Wie wird es dieses Jahr zu Beginn des Wintersemesters aussehen? Eine Studentin fragte daher den Geschäftsführer des Studentenwerks, ob es in Potsdam wie in anderen Unistädten ein „Auffangbecken für Erstis“, also Notschlafplätze gebe. Peter Heiß erwähnte daher die Möglichkeit der Untervermietung des eigenen Zimmers für 60€ im Monat, bei dem eine zweite Person ohne zusätzliche Möbel im eigenen Zimmer schlafen könne. Zudem wies er auf die aktuelle Unterschriftenaktion der Studentenwerke für mehr bezahlbaren Wohnraum hin.

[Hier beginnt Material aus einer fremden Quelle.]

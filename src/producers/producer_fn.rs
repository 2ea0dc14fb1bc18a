//! # Function-backed producer (`ProducerFn`)
//!
//! [`ProducerFn`] wraps a closure `F: Fn(Subscriber<T>)`, invoked once per
//! subscription. Nothing is shared between subscriptions unless the closure
//! captures it explicitly (use `Arc<...>` for that).
//!
//! ## Example
//! ```rust
//! use rxrecover::{Producer, ProducerFn, ProducerRef, Subscriber};
//!
//! let p: ProducerRef<u32> = ProducerFn::arc("one-two", |s: Subscriber<u32>| {
//!     s.next(1);
//!     s.next(2);
//!     s.complete();
//! });
//!
//! assert_eq!(p.name(), "one-two");
//! ```

use std::borrow::Cow;
use std::fmt;
use std::sync::Arc;

use crate::producers::Producer;
use crate::subscription::Subscriber;

/// Function-backed producer implementation.
pub struct ProducerFn<F> {
    name: Cow<'static, str>,
    f: F,
}

impl<F> ProducerFn<F> {
    /// Creates a new function-backed producer.
    ///
    /// Prefer [`ProducerFn::arc`] when you immediately need a [`ProducerRef`](crate::ProducerRef).
    pub fn new(name: impl Into<Cow<'static, str>>, f: F) -> Self {
        Self {
            name: name.into(),
            f,
        }
    }

    /// Creates the producer and returns it as a shared handle.
    pub fn arc(name: impl Into<Cow<'static, str>>, f: F) -> Arc<Self> {
        Arc::new(Self::new(name, f))
    }
}

impl<F> fmt::Debug for ProducerFn<F> {
    fn fmt(&self, f: &mut fmt::Formatter<'_>) -> fmt::Result {
        f.debug_struct("ProducerFn")
            .field("name", &self.name)
            .finish_non_exhaustive()
    }
}

impl<T, F> Producer<T> for ProducerFn<F>
where
    T: 'static,
    F: Fn(Subscriber<T>) + Send + Sync + 'static,
{
    fn name(&self) -> &str {
        &self.name
    }

    fn subscribe_with(&self, subscriber: Subscriber<T>) {
        (self.f)(subscriber);
    }
}
//! # Cancellable one-shot timer.
//!
//! [`CancellableTimer`] runs a single deferred action on the tokio runtime
//! after a delay, unless its token is cancelled first.
//!
//! The timer token is a **child** of the token passed to
//! [`CancellableTimer::schedule`] (normally the subscription token), so
//! cancelling the subscription cancels the timer. There is no global timer
//! registry.
//!
//! ## Rules
//! - The action runs **at most once**.
//! - Cancellation wins ties: if the token is cancelled when the delay elapses,
//!   the action is skipped.
//! - The timer task exits on fire or cancel; nothing is left behind.
//! - Must be scheduled from within a tokio runtime: [`CancellableTimer::schedule`]
//!   spawns a task and panics otherwise.

use std::time::Duration;

use tokio::{select, task::JoinHandle, time};
use tokio_util::sync::CancellationToken;
use tracing::trace;

/// Deferred action tied to a cancellation token.
#[derive(Debug)]
pub struct CancellableTimer {
    token: CancellationToken,
    handle: JoinHandle<()>,
}

impl CancellableTimer {
    /// Schedules `action` to run after `delay`, unless `parent` (or this timer) is cancelled.
    ///
    /// # Panics
    /// Panics when called outside of a tokio runtime.
    pub fn schedule<F>(parent: &CancellationToken, delay: Duration, action: F) -> Self
    where
        F: FnOnce() + Send + 'static,
    {
        let token = parent.child_token();
        let t = token.clone();

        let handle = tokio::spawn(async move {
            let sleep = time::sleep(delay);
            tokio::pin!(sleep);

            select! {
                biased;
                _ = t.cancelled() => {
                    trace!(?delay, "timer cancelled");
                }
                _ = &mut sleep => {
                    trace!(?delay, "timer fired");
                    action();
                }
            }
        });

        Self { token, handle }
    }

    /// Cancels the pending action. Idempotent.
    pub fn cancel(&self) {
        self.token.cancel();
    }

    /// True if the action can no longer run (fired or cancelled).
    pub fn is_finished(&self) -> bool {
        self.token.is_cancelled() || self.handle.is_finished()
    }
}
//! # Pipeline configuration.
//!
//! Provides [`Config`], the defaults used when building timed producers.
//!
//! Config is consumed by [`TimedFailure::with_defaults`](crate::TimedFailure::with_defaults).
//!
//! ## Sentinel values
//! - `delay = 0s` → the deferred action fires on the next scheduler turn
//! - `reason = None` → the source fails with [`StreamError::Timeout`]

use std::time::Duration;

use crate::error::StreamError;

/// Defaults for timed producers.
///
/// ## Field semantics
/// - `delay`: How long a timed source waits before delivering its terminal notification
/// - `reason`: Failure message reported by the source (`None` = timeout)
///
/// ## Notes
/// All fields are public for flexibility. Prefer [`Config::failure`] over
/// matching on `reason` directly.
#[derive(Clone, Debug)]
pub struct Config {
    /// Delay before the deferred action fires.
    pub delay: Duration,

    /// Failure message delivered by the source.
    ///
    /// - `None` = [`StreamError::Timeout`] carrying `delay`
    /// - `Some(msg)` = [`StreamError::Fail`] carrying `msg`
    pub reason: Option<String>,
}

impl Config {
    /// Returns the error a timed source built from this config delivers.
    ///
    /// # Example
    /// ```
    /// use rxrecover::{Config, StreamError};
    /// use std::time::Duration;
    ///
    /// let cfg = Config::default();
    /// assert_eq!(cfg.failure(), StreamError::Timeout { after: Duration::from_secs(3) });
    /// ```
    pub fn failure(&self) -> StreamError {
        match &self.reason {
            None => StreamError::Timeout { after: self.delay },
            Some(msg) => StreamError::fail(msg.clone()),
        }
    }
}

impl Default for Config {
    /// Default configuration:
    ///
    /// - `delay = 3s`
    /// - `reason = None` (timeout)
    fn default() -> Self {
        Self {
            delay: Duration::from_secs(3),
            reason: None,
        }
    }
}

Wer sich für das Thema „bezahlbarer Wohnraum in Potsdam“ interessiert, kann in dieser Woche zu gleich mehreren interessanten Veranstaltungen gehen. Am Mittwoch, den 20. Juni, wird um 19 Uhr im freiLand der Film „Mietrebellen – Wiederstand gegen den Ausverkauf der Stadt“ über die Mieterkämpfe in Berlin gezeigt. Am 22. und 23. Juni findet das „Wohnpolitische Forum“ mit einem Filmabend am Freitag im Thalia und Diskussionen im freiLand am Samstag statt.